Penyuluh KUA Gumelar Ajak Jamaah MT Nurul Iman Optimalkan Malam Nisfu Syaban

Oleh HUMAS
SHARE

Banyumas – Menjelang datangnya malam yang penuh kemuliaan, Penyuluh Agama Islam KUA Kecamatan Gumelar, Kambali, melaksanakan bimbingan dan penyuluhan di Majelis Taklim Nurul Iman, Kadus 2 Desa Cihonje. Kegiatan ini menjadi langkah strategis untuk membekali masyarakat dengan pemahaman keagamaan yang tepat dalam menyambut malam Nisfu Sya'ban. kamis (29/01)

Dalam penyuluhan tersebut, Kambali menjelaskan bahwa Nisfu Sya'ban adalah malam pertengahan bulan atau malam tanggal 15 Sya'ban yang diyakini sebagai waktu penuh rahmat. Beliau menekankan bahwa pada malam ini, Allah SWT membuka pintu ampunan seluas-luasnya bagi hamba-Nya, kecuali bagi mereka yang menyekutukan Allah dan yang tengah bermusuhan. Selain itu, bulan Sya'ban dipandang sebagai masa "latihan" atau pemanasan spiritual agar umat Islam lebih siap secara fisik dan mental sebelum memasuki bulan suci Ramadhan.

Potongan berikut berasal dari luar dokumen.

//! Global Application State
//!
//! Reactive state using Leptos signals. The session is mirrored to
//! `sessionStorage` so it survives a reload but not a closed tab.

use leptos::*;
use serde::{Deserialize, Serialize};

const SESSION_KEY: &str = "internsight_session";

/// Characters of job details shown on a card before "..."
pub const DETAILS_PREVIEW_CHARS: usize = 400;

/// Global application state provided to all components
#[derive(Clone)]
pub struct GlobalState {
    /// Signed-in user, if any
    pub session: RwSignal<Option<Session>>,
    /// Success message (for toasts)
    pub success: RwSignal<Option<String>>,
}

/// Signed-in user as returned by the login call
#[derive(Clone, Debug, PartialEq, Serialize, Deserialize)]
#[serde(rename_all = "camelCase")]
pub struct Session {
    pub email: String,
    pub user_id: String,
    pub username: String,
    pub token: String,
}

/// A tracked application
#[derive(Clone, Debug, PartialEq, Deserialize)]
#[serde(rename_all = "camelCase")]
pub struct Application {
    #[serde(rename = "_id", alias = "id")]
    pub id: String,
    pub company: String,
    pub job: String,
    #[serde(default)]
    pub job_details: String,
    pub deadline: String,
    #[serde(default)]
    pub contact_info: Option<String>,
}

#[derive(Clone, Debug, PartialEq, Deserialize)]
#[serde(rename_all = "camelCase")]
pub struct SkillRecommendation {
    pub skill: String,
    #[serde(default)]
    pub course_name: String,
    #[serde(default)]
    pub provider: String,
    #[serde(default)]
    pub description: String,
}

#[derive(Clone, Debug, PartialEq, Deserialize)]
#[serde(rename_all = "camelCase")]
pub struct InterviewPrepTip {
    pub platform_name: String,
    #[serde(default)]
    pub url: String,
    #[serde(default)]
    pub focus: String,
    #[serde(default)]
    pub category: String,
}

#[derive(Clone, Debug, Default, PartialEq, Deserialize)]
#[serde(rename_all = "camelCase")]
pub struct SkillAnalysis {
    #[serde(default)]
    pub matched_skills: Vec<String>,
    #[serde(default)]
    pub improve_skills: Vec<String>,
    #[serde(default)]
    pub missing_skills: Vec<String>,
}

/// Settled content of the insight modal
#[derive(Clone, Debug, PartialEq)]
pub enum InsightOutput {
    Skills(Vec<SkillRecommendation>),
    Interview(Vec<InterviewPrepTip>),
    SkillAnalysis(SkillAnalysis),
    Error(String),
}

/// Provide global state to the component tree
pub fn provide_global_state() {
    let state = GlobalState {
        session: create_rw_signal(load_session()),
        success: create_rw_signal(None),
    };

    provide_context(state);
}

fn session_storage() -> Option<web_sys::Storage> {
    web_sys::window().and_then(|w| w.session_storage().ok().flatten())
}

fn load_session() -> Option<Session> {
    let raw = session_storage()?.get_item(SESSION_KEY).ok().flatten()?;
    serde_json::from_str(&raw).ok()
}

impl GlobalState {
    pub fn is_logged_in(&self) -> bool {
        self.session.with(Option::is_some)
    }

    /// Replace the session and mirror it to storage
    pub fn login(&self, session: Session) {
        if let (Some(storage), Ok(raw)) = (session_storage(), serde_json::to_string(&session)) {
            let _ = storage.set_item(SESSION_KEY, &raw);
        }
        self.session.set(Some(session));
    }

    pub fn logout(&self) {
        if let Some(storage) = session_storage() {
            let _ = storage.remove_item(SESSION_KEY);
        }
        self.session.set(None);
    }

    /// Show a success message (auto-clears after timeout)
    pub fn show_success(&self, message: &str) {
        self.success.set(Some(message.to_string()));

        let success_signal = self.success;
        gloo_timers::callback::Timeout::new(3000, move || {
            success_signal.set(None);
        })
        .forget();
    }
}

/// Cut `text` to `limit` characters and mark the cut with "..."
pub fn truncate_details(text: &str, limit: usize) -> String {
    match text.char_indices().nth(limit) {
        Some((cut, _)) => format!("{}...", &text[..cut]),
        None => text.to_string(),
    }
}

/// `M/D/YYYY` for a bare date or a timestamp; anything else is shown as is
pub fn format_deadline(raw: &str) -> String {
    use chrono::{DateTime, NaiveDate};

    let date = NaiveDate::parse_from_str(raw, "%Y-%m-%d")
        .ok()
        .or_else(|| DateTime::parse_from_rfc3339(raw).ok().map(|dt| dt.naive_utc().date()));

    match date {
        Some(date) => date.format("%-m/%-d/%Y").to_string(),
        None => raw.to_string(),
    }
}

#[cfg(test)]
mod tests {
    use super::*;

    #[test]
    fn test_truncate_details() {
        let exact = "a".repeat(DETAILS_PREVIEW_CHARS);
        assert_eq!(truncate_details(&exact, DETAILS_PREVIEW_CHARS), exact);

        let long = "b".repeat(DETAILS_PREVIEW_CHARS + 1);
        let shown = truncate_details(&long, DETAILS_PREVIEW_CHARS);
        assert_eq!(shown.chars().count(), DETAILS_PREVIEW_CHARS + 3);
        assert!(shown.ends_with("..."));
    }

    #[test]
    fn test_format_deadline() {
        assert_eq!(format_deadline("2025-03-09"), "3/9/2025");
        assert_eq!(format_deadline("2024-05-01T00:00:00.000Z"), "5/1/2024");
        assert_eq!(format_deadline("soon"), "soon");
    }

    #[test]
    fn test_application_wire_format() {
        let app: Application = serde_json::from_str(
            r#"{"_id":"a1","company":"Acme","job":"Intern","deadline":"2025-03-09","userId":"u1"}"#,
        )
        .unwrap();
        assert_eq!(app.id, "a1");
        assert_eq!(app.job_details, "");
        assert_eq!(app.contact_info, None);
    }
}
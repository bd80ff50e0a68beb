//! Login Page

use leptos::*;
use leptos_router::*;

use crate::api;
use crate::state::global::GlobalState;

#[component]
pub fn Login() -> impl IntoView {
    let state = use_context::<GlobalState>().expect("GlobalState not found");
    let navigate = use_navigate();

    let (email, set_email) = create_signal(String::new());
    let (password, set_password) = create_signal(String::new());
    let (error, set_error) = create_signal(None::<String>);
    let (submitting, set_submitting) = create_signal(false);

    let on_submit = move |ev: web_sys::SubmitEvent| {
        ev.prevent_default();
        set_error.set(None);
        set_submitting.set(true);

        let state = state.clone();
        let navigate = navigate.clone();
        let (email, password) = (email.get(), password.get());
        spawn_local(async move {
            match api::login(&email, &password).await {
                Ok(session) => {
                    state.login(session);
                    navigate("/home", Default::default());
                }
                Err(message) => set_error.set(Some(message)),
            }
            set_submitting.set(false);
        });
    };

    view! {
        <div class="max-w-md mx-auto bg-gray-800 rounded-xl p-8 space-y-6">
            <h2 class="text-2xl font-bold text-center">"Login"</h2>

            {move || error.get().map(|msg| view! { <p class="text-red-400 text-center">{msg}</p> })}

            <form on:submit=on_submit class="space-y-4">
                <input
                    type="email"
                    placeholder="Email"
                    required
                    prop:value=move || email.get()
                    on:input=move |ev| set_email.set(event_target_value(&ev))
                    class="w-full bg-gray-700 rounded-lg px-4 py-3"
                />
                <input
                    type="password"
                    placeholder="Password"
                    required
                    prop:value=move || password.get()
                    on:input=move |ev| set_password.set(event_target_value(&ev))
                    class="w-full bg-gray-700 rounded-lg px-4 py-3"
                />
                <button
                    type="submit"
                    disabled=move || submitting.get()
                    class="w-full bg-primary-600 hover:bg-primary-700 disabled:bg-gray-600 rounded-lg py-3 font-semibold"
                >
                    {move || if submitting.get() { "Logging in..." } else { "Login" }}
                </button>
            </form>

            <p class="text-center text-gray-400">
                "Don't have an account? "
                <A href="/register" class="text-primary-400">"Register"</A>
            </p>
        </div>
    }
}
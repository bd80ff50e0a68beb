//! Navigation Component
//!
//! Header bar. Signed-in users see their pages and a logout button;
//! everyone else sees the auth pages.

use leptos::*;
use leptos_router::*;

use crate::state::global::GlobalState;

/// Navigation header component
#[component]
pub fn Nav() -> impl IntoView {
    let state = use_context::<GlobalState>().expect("GlobalState not found");
    let navigate = use_navigate();

    let state_for_logout = state.clone();
    let on_logout = move |_| {
        state_for_logout.logout();
        state_for_logout.show_success("Logged out");
        navigate("/login", Default::default());
    };

    view! {
        <nav class="bg-gray-800 border-b border-gray-700">
            <div class="container mx-auto px-4">
                <div class="flex items-center justify-between h-16">
                    <A href="/home" class="flex items-center space-x-3">
                        <span class="text-2xl">"🎯"</span>
                        <span class="text-xl font-bold text-white">"InternSight"</span>
                    </A>

                    <div class="flex items-center space-x-1">
                        <Show
                            when={
                                let state = state.clone();
                                move || state.is_logged_in()
                            }
                            fallback=|| view! {
                                <NavLink href="/login" label="Login" />
                                <NavLink href="/register" label="Register" />
                            }
                        >
                            <NavLink href="/home" label="Applications" />
                            <NavLink href="/add-application" label="Add Application" />
                            <button
                                on:click=on_logout.clone()
                                class="px-4 py-2 rounded-lg text-gray-300 hover:text-white hover:bg-gray-700 transition-colors"
                            >
                                "Logout"
                            </button>
                        </Show>
                    </div>
                </div>
            </div>
        </nav>
    }
}

#[component]
fn NavLink(href: &'static str, label: &'static str) -> impl IntoView {
    view! {
        <A
            href=href
            class="px-4 py-2 rounded-lg text-gray-300 hover:text-white hover:bg-gray-700 transition-colors"
            active_class="bg-gray-700 text-white"
        >
            {label}
        </A>
    }
}
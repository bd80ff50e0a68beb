//! State Management
//!
//! Session and notification state shared by every page.

pub mod global;

pub use global::{provide_global_state, GlobalState};
//! Transparent decompression of source files.
//!
//! Sources are often shipped compressed. [`auto_detect_reader`] picks a codec by
//! file extension first and falls back to magic bytes, so `orders.csv.gz` and a
//! gzip stream misnamed `orders.csv` both read as plain text.
//!
//! ## Built-in Codecs
//!
//! - **Gzip** (`.gz`) - via `flate2` (feature: `compression-gzip`)
//! - **Zstd** (`.zst`) - via `zstd` (feature: `compression-zstd`)
//!
//! With no compression feature enabled, detection always falls through and the
//! reader is returned as-is, buffered.

use anyhow::{Context, Result};
use std::io::{BufRead, BufReader, Read};
use std::path::Path;

/// A decompression codec for source streams.
pub trait CompressionCodec: Send + Sync {
    /// Human-readable codec name (e.g., "gzip").
    fn name(&self) -> &str;

    /// Lowercase file extensions with the leading dot.
    fn extensions(&self) -> &[&str];

    /// Signature at the start of a stream, if the format has one.
    fn magic_bytes(&self) -> Option<&[u8]>;

    /// Wrap `reader` so it yields decompressed bytes.
    fn wrap_reader_dyn(&self, reader: Box<dyn Read>) -> std::io::Result<Box<dyn Read>>;
}

fn codecs() -> Vec<Box<dyn CompressionCodec>> {
    vec![
        #[cfg(feature = "compression-gzip")]
        Box::new(GzipCodec),
        #[cfg(feature = "compression-zstd")]
        Box::new(ZstdCodec),
    ]
}

/// Name of the codec that would be used for `path`, judged by extension only.
pub fn codec_name_for(path: impl AsRef<Path>) -> Option<String> {
    let lower = path.as_ref().to_string_lossy().to_lowercase();
    codecs()
        .into_iter()
        .find(|c| c.extensions().iter().any(|ext| lower.ends_with(ext)))
        .map(|c| c.name().to_string())
}

/// Wrap `reader` with decompression if `path_hint` or the stream's leading bytes call for it.
///
/// # Errors
/// Fails if the chosen codec cannot initialize on the stream.
pub fn auto_detect_reader<R: Read + 'static>(
    reader: R,
    path_hint: impl AsRef<Path>,
) -> Result<Box<dyn BufRead>> {
    let lower = path_hint.as_ref().to_string_lossy().to_lowercase();
    let all = codecs();

    if let Some(codec) = all
        .iter()
        .find(|c| c.extensions().iter().any(|ext| lower.ends_with(ext)))
    {
        let inner = codec
            .wrap_reader_dyn(Box::new(reader))
            .with_context(|| format!("wrap reader with {} codec", codec.name()))?;
        return Ok(Box::new(BufReader::new(inner)));
    }

    let mut buffered = BufReader::new(reader);
    let head = buffered.fill_buf().context("peek stream header")?.to_vec();
    if let Some(codec) = all
        .iter()
        .find(|c| c.magic_bytes().is_some_and(|m| !head.is_empty() && head.starts_with(m)))
    {
        let inner = codec
            .wrap_reader_dyn(Box::new(buffered))
            .with_context(|| format!("wrap reader with {} codec", codec.name()))?;
        return Ok(Box::new(BufReader::new(inner)));
    }

    Ok(Box::new(buffered))
}

#[cfg(feature = "compression-gzip")]
struct GzipCodec;

#[cfg(feature = "compression-gzip")]
impl CompressionCodec for GzipCodec {
    fn name(&self) -> &str {
        "gzip"
    }

    fn extensions(&self) -> &[&str] {
        &[".gz", ".gzip"]
    }

    fn magic_bytes(&self) -> Option<&[u8]> {
        Some(&[0x1f, 0x8b])
    }

    fn wrap_reader_dyn(&self, reader: Box<dyn Read>) -> std::io::Result<Box<dyn Read>> {
        use flate2::read::MultiGzDecoder;
        Ok(Box::new(MultiGzDecoder::new(reader)))
    }
}

#[cfg(feature = "compression-zstd")]
struct ZstdCodec;

#[cfg(feature = "compression-zstd")]
impl CompressionCodec for ZstdCodec {
    fn name(&self) -> &str {
        "zstd"
    }

    fn extensions(&self) -> &[&str] {
        &[".zst", ".zstd"]
    }

    fn magic_bytes(&self) -> Option<&[u8]> {
        Some(&[0x28, 0xb5, 0x2f, 0xfd])
    }

    fn wrap_reader_dyn(&self, reader: Box<dyn Read>) -> std::io::Result<Box<dyn Read>> {
        zstd::stream::read::Decoder::new(reader).map(|d| Box::new(d) as Box<dyn Read>)
    }
}
use anyhow::Result;
use ingestbeam::testing::FixedClock;
use ingestbeam::{
    CoercionRules, FieldSchema, FieldValue, Normalizer, Outcome, RAW_TIMESTAMP_FIELD, RawRecord,
    RecordCodec, SkipReason, TimestampEnricher,
};
use std::sync::Arc;

const NOW: i64 = 1_700_000_000;

struct Line {
    codec: RecordCodec,
    normalizer: Normalizer,
    enricher: TimestampEnricher,
}

impl Line {
    fn new(fields: &[(&str, &str)]) -> Result<Self> {
        let schema = Arc::new(FieldSchema::new(fields.iter().copied())?);
        Ok(Self {
            codec: RecordCodec::new(schema.columns()),
            normalizer: Normalizer::new(Arc::clone(&schema), CoercionRules::default()),
            enricher: TimestampEnricher::new(Arc::new(FixedClock(NOW))),
        })
    }

    fn run(&self, line: &str) -> Outcome {
        match self.normalizer.normalize_line(&self.codec, line.as_bytes()) {
            Outcome::Normalized {
                record,
                diagnostics,
            } => Outcome::Normalized {
                record: self.enricher.enrich(record),
                diagnostics,
            },
            skipped => skipped,
        }
    }
}

#[test]
fn typed_record_gets_ingestion_timestamp() -> Result<()> {
    let line = Line::new(&[("id", "INTEGER"), ("name", "STRING")])?;
    let Outcome::Normalized {
        record,
        diagnostics,
    } = line.run("42,Alice")
    else {
        panic!("expected a record");
    };
    assert!(diagnostics.is_empty());
    assert_eq!(
        record.keys().collect::<Vec<_>>(),
        vec!["id", "name", RAW_TIMESTAMP_FIELD]
    );
    assert_eq!(record.get("id"), Some(&FieldValue::Integer(42)));
    assert_eq!(record.get("name"), Some(&FieldValue::String("Alice".into())));
    assert_eq!(record.get(RAW_TIMESTAMP_FIELD), Some(&FieldValue::Timestamp(NOW)));
    assert_eq!(
        serde_json::to_string(&record)?,
        format!(r#"{{"id":42,"name":"Alice","_RAWTIMESTAMP":{NOW}}}"#)
    );
    Ok(())
}

#[test]
fn bad_integer_falls_back_with_a_diagnostic() -> Result<()> {
    let line = Line::new(&[("id", "INTEGER")])?;
    let Outcome::Normalized {
        record,
        diagnostics,
    } = line.run("abc")
    else {
        panic!("expected a record");
    };
    assert_eq!(record.get("id"), Some(&FieldValue::Integer(0)));
    assert!(record.contains(RAW_TIMESTAMP_FIELD));
    assert_eq!(diagnostics.len(), 1);
    let d = &diagnostics[0];
    assert_eq!(d.field, "id");
    assert_eq!(d.declared_type, "INTEGER");
    assert_eq!(d.raw_value, "abc");
    assert_eq!(d.fallback, "0");
    Ok(())
}

#[test]
fn short_line_is_skipped() -> Result<()> {
    let line = Line::new(&[("a", "INTEGER"), ("b", "STRING")])?;
    let outcome = line.run("1");
    assert!(outcome.is_skipped());
    assert!(outcome.record().is_none());
    assert_eq!(
        outcome,
        Outcome::Skipped(SkipReason::FieldCountMismatch {
            found: 1,
            expected: 2
        })
    );
    Ok(())
}

#[test]
fn long_and_blank_lines_are_skipped() -> Result<()> {
    let line = Line::new(&[("a", "INTEGER"), ("b", "STRING")])?;
    assert_eq!(
        line.run("1,x,extra"),
        Outcome::Skipped(SkipReason::FieldCountMismatch {
            found: 3,
            expected: 2
        })
    );
    assert!(line.run("").is_skipped());
    Ok(())
}

#[test]
fn timestamp_field_parses_date_or_falls_back() -> Result<()> {
    let line = Line::new(&[("t", "TIMESTAMP")])?;
    let ok = line.run("2020-01-01");
    assert_eq!(
        ok.record().and_then(|r| r.get("t")),
        Some(&FieldValue::Timestamp(1_577_836_800))
    );
    let bad = line.run("not-a-date");
    assert_eq!(
        bad.record().and_then(|r| r.get("t")),
        Some(&FieldValue::Timestamp(0))
    );
    Ok(())
}

#[test]
fn empty_values_default_silently() -> Result<()> {
    let line = Line::new(&[("n", "INTEGER"), ("f", "FLOAT"), ("s", "STRING"), ("d", "DATETIME")])?;
    let Outcome::Normalized {
        record,
        diagnostics,
    } = line.run(",,,")
    else {
        panic!("expected a record");
    };
    assert!(diagnostics.is_empty());
    assert_eq!(record.get("n"), Some(&FieldValue::Integer(0)));
    assert_eq!(record.get("f"), Some(&FieldValue::Float(0.0)));
    assert_eq!(record.get("s"), Some(&FieldValue::String(String::new())));
    assert_eq!(record.get("d"), Some(&FieldValue::Timestamp(0)));
    Ok(())
}

#[test]
fn raw_record_with_foreign_key_is_skipped() -> Result<()> {
    let schema = Arc::new(FieldSchema::new([("a", "INTEGER"), ("b", "INTEGER")])?);
    let n = Normalizer::new(schema, CoercionRules::default());
    let raw = RawRecord::from_pairs([("a", "1"), ("c", "2")]);
    assert_eq!(
        n.normalize(&raw),
        Outcome::Skipped(SkipReason::UnknownField { field: "c".into() })
    );
    Ok(())
}

#[test]
fn unknown_declared_type_is_reported() -> Result<()> {
    let line = Line::new(&[("g", "GEOGRAPHY")])?;
    let Outcome::Normalized {
        record,
        diagnostics,
    } = line.run("POINT(1 2)")
    else {
        panic!("expected a record");
    };
    assert_eq!(record.get("g"), Some(&FieldValue::String(String::new())));
    assert_eq!(diagnostics[0].declared_type, "GEOGRAPHY");
    Ok(())
}
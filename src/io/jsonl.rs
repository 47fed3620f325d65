//! JSON Lines sink.
//!
//! Each destination becomes two files under the sink's root directory:
//! - `<dataset>.<table>.schema.json` - the projected schema, written once
//! - `<dataset>.<table>.jsonl` - one compact JSON object per record, appended

use crate::project::OutputSchema;
use crate::record::NormalizedRecord;
use crate::sink::{Destination, RecordSink};
use anyhow::{Context, Result, bail};
use std::fs::{File, OpenOptions, create_dir_all};
use std::io::{BufWriter, Write};
use std::path::{Path, PathBuf};

/// Writes destinations as JSONL files in a directory.
#[derive(Debug, Clone)]
pub struct JsonlSink {
    root: PathBuf,
}

impl JsonlSink {
    pub fn new(root: impl Into<PathBuf>) -> Self {
        Self { root: root.into() }
    }

    pub fn data_path(&self, dest: &Destination) -> PathBuf {
        self.root.join(format!("{dest}.jsonl"))
    }

    pub fn schema_path(&self, dest: &Destination) -> PathBuf {
        self.root.join(format!("{dest}.schema.json"))
    }
}

impl RecordSink for JsonlSink {
    fn ensure_destination(&self, dest: &Destination, schema: &OutputSchema) -> Result<()> {
        create_dir_all(&self.root).with_context(|| format!("mkdir -p {}", self.root.display()))?;
        let path = self.schema_path(dest);
        if path.exists() {
            let existing = read_schema(&path)?;
            if existing != *schema {
                bail!("destination {dest} exists with a different schema");
            }
            return Ok(());
        }
        let f = File::create(&path).with_context(|| format!("create {}", path.display()))?;
        let mut w = BufWriter::new(f);
        serde_json::to_writer_pretty(&mut w, schema)
            .with_context(|| format!("write schema {}", path.display()))?;
        w.flush()?;
        Ok(())
    }

    fn append(&self, dest: &Destination, records: &[NormalizedRecord]) -> Result<usize> {
        let path = self.data_path(dest);
        let f = OpenOptions::new()
            .create(true)
            .append(true)
            .open(&path)
            .with_context(|| format!("open {} for append", path.display()))?;
        let mut w = BufWriter::new(f);
        for (i, rec) in records.iter().enumerate() {
            serde_json::to_writer(&mut w, rec)
                .with_context(|| format!("serialize record #{} to {}", i, path.display()))?;
            w.write_all(b"\n")?;
        }
        w.flush()?;
        Ok(records.len())
    }
}

fn read_schema(path: &Path) -> Result<OutputSchema> {
    let f = File::open(path).with_context(|| format!("open {}", path.display()))?;
    serde_json::from_reader(f).with_context(|| format!("parse schema {}", path.display()))
}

Guna mengisi waktu tersebut dengan kegiatan positif, jamaah MT Nurul Iman diajak untuk melaksanakan berbagai amalan sesuai tradisi dan anjuran agama, di antaranya:

  • Memperbanyak Doa: Memohon keselamatan, keberkahan umur, serta ketetapan iman kepada Allah SWT.

  • Membaca Surat Yasin: Mengikuti tradisi masyarakat Indonesia dengan membaca Yasin sebanyak tiga kali yang disertai niat untuk panjang umur dalam ibadah, tolak bala, serta kemurahan rezeki.

  • Istighfar dan Zikir: Sebagai sarana memohon ampunan atas segala kekhilafan di masa lalu.

  • Puasa Sunnah: Melaksanakan ibadah puasa khususnya pada hari ke-15 bulan Sya'ban atau Ayyamul Bidh.

Tidak hanya fokus pada ritual ibadah, Kambali juga memberikan pesan sosial yang mendalam. Mengingat ampunan Allah dapat terhalang oleh permusuhan, beliau mengajak jamaah untuk menjadikan momentum Nisfu Sya'ban sebagai sarana saling memaafkan dan menyambung silaturahmi yang renggang. Dengan hati yang bersih, diharapkan jamaah memiliki kesiapan mental yang kuat untuk bersungguh-sungguh dalam beribadah saat Ramadhan tiba nanti.

Kegiatan yang berlangsung hangat di Desa Cihonje ini tidak hanya mempererat hubungan antara KUA Gumelar dengan masyarakat desa, tetapi juga menjadi sarana yang efektif untuk menyampaikan pesan-pesan moderasi beragama secara lebih luwes.